EXERCISE DATA.

════════════════════

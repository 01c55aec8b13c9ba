use std::collections::HashSet;
use std::sync::Arc;

use chrono::NaiveDate;
use uuid::Uuid;

use lifequest::database::memory::MemoryStore;
use lifequest::database::models::{QuestTemplate, StatKind, StatsPatch, UserId};
use lifequest::database::Store;
use lifequest::engine::clock::FixedClock;
use lifequest::engine::quests::select_templates;
use lifequest::error::{EngineError, Entity};
use lifequest::Engine;

const USER: UserId = 1;

fn day(y: i32, m: u32, d: u32) -> NaiveDate {
    NaiveDate::from_ymd_opt(y, m, d).expect("valid date")
}

fn template(stat: StatKind, title: &str) -> QuestTemplate {
    QuestTemplate {
        id: Uuid::new_v4(),
        title: title.to_string(),
        description: String::new(),
        stat,
        xp_reward: 100,
        is_active: true,
    }
}

fn engine_at(date: NaiveDate) -> Engine<MemoryStore> {
    Engine::with_clock(MemoryStore::new(), Arc::new(FixedClock::new(date, 9)))
}

/// Stat XP laid out so the four lowest levels are agility, vitality,
/// intelligence, discipline, in that order.
async fn seed_spread_stats(engine: &Engine<MemoryStore>) {
    engine.store().seed_user(USER).await;
    let mut patch = StatsPatch::default();
    patch.xp.insert(StatKind::Strength, 600);
    patch.xp.insert(StatKind::Agility, 0);
    patch.xp.insert(StatKind::Vitality, 100);
    patch.xp.insert(StatKind::Intelligence, 200);
    patch.xp.insert(StatKind::Discipline, 300);
    patch.xp.insert(StatKind::Charisma, 400);
    patch.xp.insert(StatKind::Wealth, 500);
    engine.store().update_stats(USER, patch).await.unwrap();
}

#[tokio::test]
async fn generates_one_quest_per_weak_stat_plus_bonus() {
    let engine = engine_at(day(2026, 8, 5));
    seed_spread_stats(&engine).await;
    for stat in StatKind::ALL {
        engine.store().add_template(template(stat, "a")).await;
        engine.store().add_template(template(stat, "b")).await;
    }

    let quests = engine.daily_quests(USER).await.unwrap();
    assert_eq!(quests.len(), 5);

    let mandatory: Vec<_> = quests.iter().filter(|q| q.is_mandatory).collect();
    assert_eq!(mandatory.len(), 4);
    let mandatory_stats: HashSet<StatKind> = mandatory.iter().map(|q| q.stat).collect();
    let expected: HashSet<StatKind> = [
        StatKind::Agility,
        StatKind::Vitality,
        StatKind::Intelligence,
        StatKind::Discipline,
    ]
    .into_iter()
    .collect();
    assert_eq!(mandatory_stats, expected);

    // Never two quests from the same template in one day's set.
    let template_ids: HashSet<Uuid> = quests.iter().map(|q| q.template_id).collect();
    assert_eq!(template_ids.len(), quests.len());
}

#[tokio::test]
async fn generation_is_idempotent_per_day() {
    let engine = engine_at(day(2026, 8, 5));
    seed_spread_stats(&engine).await;
    for stat in StatKind::ALL {
        engine.store().add_template(template(stat, "a")).await;
    }

    let first = engine.daily_quests(USER).await.unwrap();
    let second = engine.daily_quests(USER).await.unwrap();
    let first_ids: HashSet<Uuid> = first.iter().map(|q| q.id).collect();
    let second_ids: HashSet<Uuid> = second.iter().map(|q| q.id).collect();
    assert_eq!(first_ids, second_ids);
    assert_eq!(second.len(), first.len());
}

#[tokio::test]
async fn concurrent_generation_never_duplicates_the_set() {
    let engine = engine_at(day(2026, 8, 5));
    seed_spread_stats(&engine).await;
    for stat in StatKind::ALL {
        engine.store().add_template(template(stat, "a")).await;
    }

    let (first, second) = tokio::join!(engine.daily_quests(USER), engine.daily_quests(USER));
    let first = first.unwrap();
    let second = second.unwrap();
    assert_eq!(first.len(), 5);

    let first_ids: HashSet<Uuid> = first.iter().map(|q| q.id).collect();
    let second_ids: HashSet<Uuid> = second.iter().map(|q| q.id).collect();
    assert_eq!(first_ids, second_ids);

    // Only one set was ever stored.
    let stored = engine.store().get_quests(USER, day(2026, 8, 5)).await.unwrap();
    assert_eq!(stored.len(), 5);
}

#[tokio::test]
async fn empty_catalog_is_an_error() {
    let engine = engine_at(day(2026, 8, 5));
    seed_spread_stats(&engine).await;

    let err = engine.daily_quests(USER).await.unwrap_err();
    assert!(matches!(err, EngineError::NoTemplatesAvailable));
}

#[tokio::test]
async fn unseeded_user_is_not_found() {
    let engine = engine_at(day(2026, 8, 5));
    engine.store().add_template(template(StatKind::Agility, "a")).await;

    let err = engine.daily_quests(99).await.unwrap_err();
    assert!(matches!(err, EngineError::NotFound(Entity::Stats)));
}

#[tokio::test]
async fn stat_without_templates_loses_its_slot() {
    let engine = engine_at(day(2026, 8, 5));
    seed_spread_stats(&engine).await;
    // Templates exist only for one weak stat and one strong stat.
    engine.store().add_template(template(StatKind::Agility, "a")).await;
    engine.store().add_template(template(StatKind::Strength, "s")).await;

    let quests = engine.daily_quests(USER).await.unwrap();
    assert_eq!(quests.len(), 2);
    let agility = quests.iter().find(|q| q.stat == StatKind::Agility).unwrap();
    assert!(agility.is_mandatory);
    // The leftover draw is a bonus quest, not a fifth mandatory slot.
    let strength = quests.iter().find(|q| q.stat == StatKind::Strength).unwrap();
    assert!(!strength.is_mandatory);
}

#[tokio::test]
async fn inactive_templates_are_never_drawn() {
    let engine = engine_at(day(2026, 8, 5));
    seed_spread_stats(&engine).await;
    engine.store().add_template(template(StatKind::Agility, "a")).await;
    let mut dormant = template(StatKind::Vitality, "v");
    dormant.is_active = false;
    engine.store().add_template(dormant).await;

    let quests = engine.daily_quests(USER).await.unwrap();
    assert_eq!(quests.len(), 1);
    assert_eq!(quests[0].stat, StatKind::Agility);
}

#[tokio::test]
async fn bonus_is_omitted_when_catalog_is_exhausted() {
    let engine = engine_at(day(2026, 8, 5));
    seed_spread_stats(&engine).await;
    for stat in [
        StatKind::Agility,
        StatKind::Vitality,
        StatKind::Intelligence,
        StatKind::Discipline,
    ] {
        engine.store().add_template(template(stat, "only")).await;
    }

    let quests = engine.daily_quests(USER).await.unwrap();
    assert_eq!(quests.len(), 4);
    assert!(quests.iter().all(|q| q.is_mandatory));
}

#[test]
fn equal_levels_break_ties_in_declaration_order() {
    use lifequest::database::models::PlayerStats;
    use rand::rngs::StdRng;
    use rand::SeedableRng;

    // All stats level 1: the four mandatory slots must be the first four
    // declared stats regardless of the rng.
    let stats = PlayerStats::new(USER);
    let templates: Vec<QuestTemplate> = StatKind::ALL
        .into_iter()
        .map(|stat| template(stat, "t"))
        .collect();

    let mut rng = StdRng::seed_from_u64(7);
    let picks = select_templates(&stats, &templates, &mut rng);
    let mandatory: Vec<StatKind> = picks
        .iter()
        .filter(|(_, mandatory)| *mandatory)
        .map(|(t, _)| t.stat)
        .collect();
    assert_eq!(
        mandatory,
        vec![
            StatKind::Strength,
            StatKind::Agility,
            StatKind::Vitality,
            StatKind::Intelligence,
        ]
    );
}
//! Pure scoring formulas. Every XP or level number in the crate is computed
//! here; nothing in this module touches storage or the clock.

use crate::constants::{
    MAX_PENALTY_POINTS, PENALTY_REDUCTION_FLOOR, PENALTY_REDUCTION_STEP, PLAYER_LEVEL_XP_DIVISOR,
    STAT_LEVEL_CAP, STREAK_MULTIPLIER_CAP, STREAK_MULTIPLIER_STEP, XP_PER_STAT_LEVEL,
};

/// XP multiplier earned by a streak: `1.0 + streak * 0.1`, capped at 2.0.
/// Monotonic non-decreasing; saturates at a 10-day streak.
pub fn multiplier(streak: i32) -> f64 {
    (1.0 + streak as f64 * STREAK_MULTIPLIER_STEP).min(STREAK_MULTIPLIER_CAP)
}

/// XP reduction from accumulated penalty points: `1.0 - points * 0.05`,
/// floored at 0.5. The floor holds even for out-of-range inputs above
/// [`MAX_PENALTY_POINTS`].
pub fn penalty_reduction(penalty_points: i32) -> f64 {
    (1.0 - penalty_points as f64 * PENALTY_REDUCTION_STEP).max(PENALTY_REDUCTION_FLOOR)
}

/// Effective XP for a completion: base reward scaled by the streak
/// multiplier and the penalty reduction.
///
/// Rounds to the nearest integer with ties away from zero (`f64::round`),
/// so a raw value of 22.5 awards 23.
pub fn effective_xp(base_xp: i64, streak: i32, penalty_points: i32) -> i64 {
    (base_xp as f64 * multiplier(streak) * penalty_reduction(penalty_points)).round() as i64
}

/// Stat level for a given stat XP: one level per 100 XP, starting at level 1
/// and capped at 100. Stat levels are never stored; call this wherever one
/// is needed.
pub fn stat_level_for_xp(xp: i64) -> i32 {
    ((xp / XP_PER_STAT_LEVEL) as i32 + 1).min(STAT_LEVEL_CAP)
}

/// Player level for a given total XP: `floor(sqrt(total / 50)) + 1`.
pub fn player_level_for_xp(total_xp: i64) -> i32 {
    (total_xp as f64 / PLAYER_LEVEL_XP_DIVISOR).sqrt().floor() as i32 + 1
}

/// Clamp penalty points into their legal `[0, 10]` range before persisting.
pub fn clamp_penalty_points(points: i32) -> i32 {
    points.clamp(0, MAX_PENALTY_POINTS)
}
//! The progression ledger: applies a quest completion to stat XP, total XP,
//! the day's history entry, and (at the maintenance threshold) the streak.

use tracing::{debug, instrument};

use crate::constants::STREAK_MAINTENANCE_PCT;
use crate::database::models::{
    ProfilePatch, Quest, QuestId, QuestPatch, StatKind, StatsPatch, StreakHistoryEntry, UserId,
};
use crate::database::Store;
use crate::error::{EngineError, Entity};
use crate::formulas;

use super::Engine;

/// What a completion did. Returned for every call, including the no-op on a
/// quest that was already completed.
#[derive(Debug, Clone)]
pub struct CompletionResult {
    /// The quest in its post-completion state.
    pub quest: Quest,
    pub stat: StatKind,
    pub base_xp: i64,
    /// XP actually awarded; zero when `already_completed`.
    pub effective_xp: i64,
    pub multiplier_applied: bool,
    pub penalty_applied: bool,
    pub streak_advanced: bool,
    /// The quest had been completed before this call; nothing changed.
    pub already_completed: bool,
}

impl<S: Store> Engine<S> {
    /// Completes a quest and applies its XP. Effective XP is computed from
    /// the streak and penalty points read *before* any mutation, so a
    /// completion never benefits from the streak advance it triggers.
    ///
    /// Completing an already-completed quest awards nothing and returns the
    /// stored quest with `already_completed` set.
    #[instrument(skip(self, reflection))]
    pub async fn complete_quest(
        &self,
        user_id: UserId,
        quest_id: QuestId,
        reflection: Option<String>,
    ) -> Result<CompletionResult, EngineError> {
        let lock = self.user_lock(user_id).await;
        let _guard = lock.lock().await;

        let mut quest = self
            .store()
            .get_quest(quest_id)
            .await?
            .filter(|q| q.user_id == user_id)
            .ok_or(EngineError::NotFound(Entity::Quest))?;

        if quest.is_completed {
            debug!(target: "engine.progress", user_id, %quest_id, "quest already completed");
            return Ok(CompletionResult {
                stat: quest.stat,
                base_xp: quest.xp_reward,
                effective_xp: 0,
                multiplier_applied: false,
                penalty_applied: false,
                streak_advanced: false,
                already_completed: true,
                quest,
            });
        }

        let profile = self
            .store()
            .get_profile(user_id)
            .await?
            .ok_or(EngineError::NotFound(Entity::Profile))?;
        let streak = profile.current_streak;
        let penalty_points = profile.penalty_points;
        let effective_xp = formulas::effective_xp(quest.xp_reward, streak, penalty_points);

        // Stat XP; the stat's level is derived from XP wherever it is read.
        let stats = self
            .store()
            .get_stats(user_id)
            .await?
            .ok_or(EngineError::NotFound(Entity::Stats))?;
        let new_stat_xp = stats.xp_for(quest.stat) + effective_xp;
        self.store()
            .update_stats(user_id, StatsPatch::set(quest.stat, new_stat_xp))
            .await?;

        // Total XP and the level derived from it.
        let new_total_xp = profile.total_xp + effective_xp;
        self.store()
            .update_profile(
                user_id,
                ProfilePatch {
                    total_xp: Some(new_total_xp),
                    player_level: Some(formulas::player_level_for_xp(new_total_xp)),
                    ..Default::default()
                },
            )
            .await?;

        // Mark the quest itself.
        let completed_at = self.clock().now_utc();
        self.store()
            .update_quest(
                quest_id,
                QuestPatch {
                    is_completed: Some(true),
                    completed_at: Some(completed_at),
                    reflection: reflection.clone(),
                },
            )
            .await?;
        quest.is_completed = true;
        quest.completed_at = Some(completed_at);
        quest.reflection = reflection;

        // Recompute today's completion percentage from a fresh read of the
        // full quest set, never from a cached count.
        let today = self.clock().today();
        let todays_quests = self.store().get_quests(user_id, today).await?;
        let total = todays_quests.len() as i32;
        let completed = todays_quests.iter().filter(|q| q.is_completed).count() as i32;
        let completion_percentage = if total > 0 {
            f64::from(completed) / f64::from(total) * 100.0
        } else {
            0.0
        };
        let maintained = completion_percentage >= STREAK_MAINTENANCE_PCT;

        let prior_bonus = self
            .store()
            .get_history(user_id, today, today)
            .await?
            .into_iter()
            .next()
            .map(|h| h.bonus_xp_earned)
            .unwrap_or(0);
        self.store()
            .upsert_history(&StreakHistoryEntry {
                user_id,
                date: today,
                quests_completed: completed,
                quests_total: total,
                completion_percentage,
                streak_maintained: maintained,
                xp_multiplier: formulas::multiplier(streak),
                bonus_xp_earned: prior_bonus + (effective_xp - quest.xp_reward),
            })
            .await?;

        // Advance the streak only the first time today crosses the
        // threshold; last_quest_date is the once-per-day guard.
        let mut streak_advanced = false;
        if maintained && profile.last_quest_date != Some(today) {
            self.advance_streak(&profile, today).await?;
            streak_advanced = true;
        }

        debug!(
            target: "engine.progress",
            user_id,
            %quest_id,
            effective_xp,
            completion = completion_percentage,
            streak_advanced,
            "quest completed"
        );
        Ok(CompletionResult {
            stat: quest.stat,
            base_xp: quest.xp_reward,
            effective_xp,
            multiplier_applied: effective_xp > quest.xp_reward,
            penalty_applied: penalty_points > 0,
            streak_advanced,
            already_completed: false,
            quest,
        })
    }
}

════════════════════

WORK ITEM. Pick out all lines from the data above in which the word "find" appears.

OUTPUT OF THE TASK.
    let agility = quests.iter().find(|q| q.stat == StatKind::Agility).unwrap();
    let strength = quests.iter().find(|q| q.stat == StatKind::Strength).unwrap();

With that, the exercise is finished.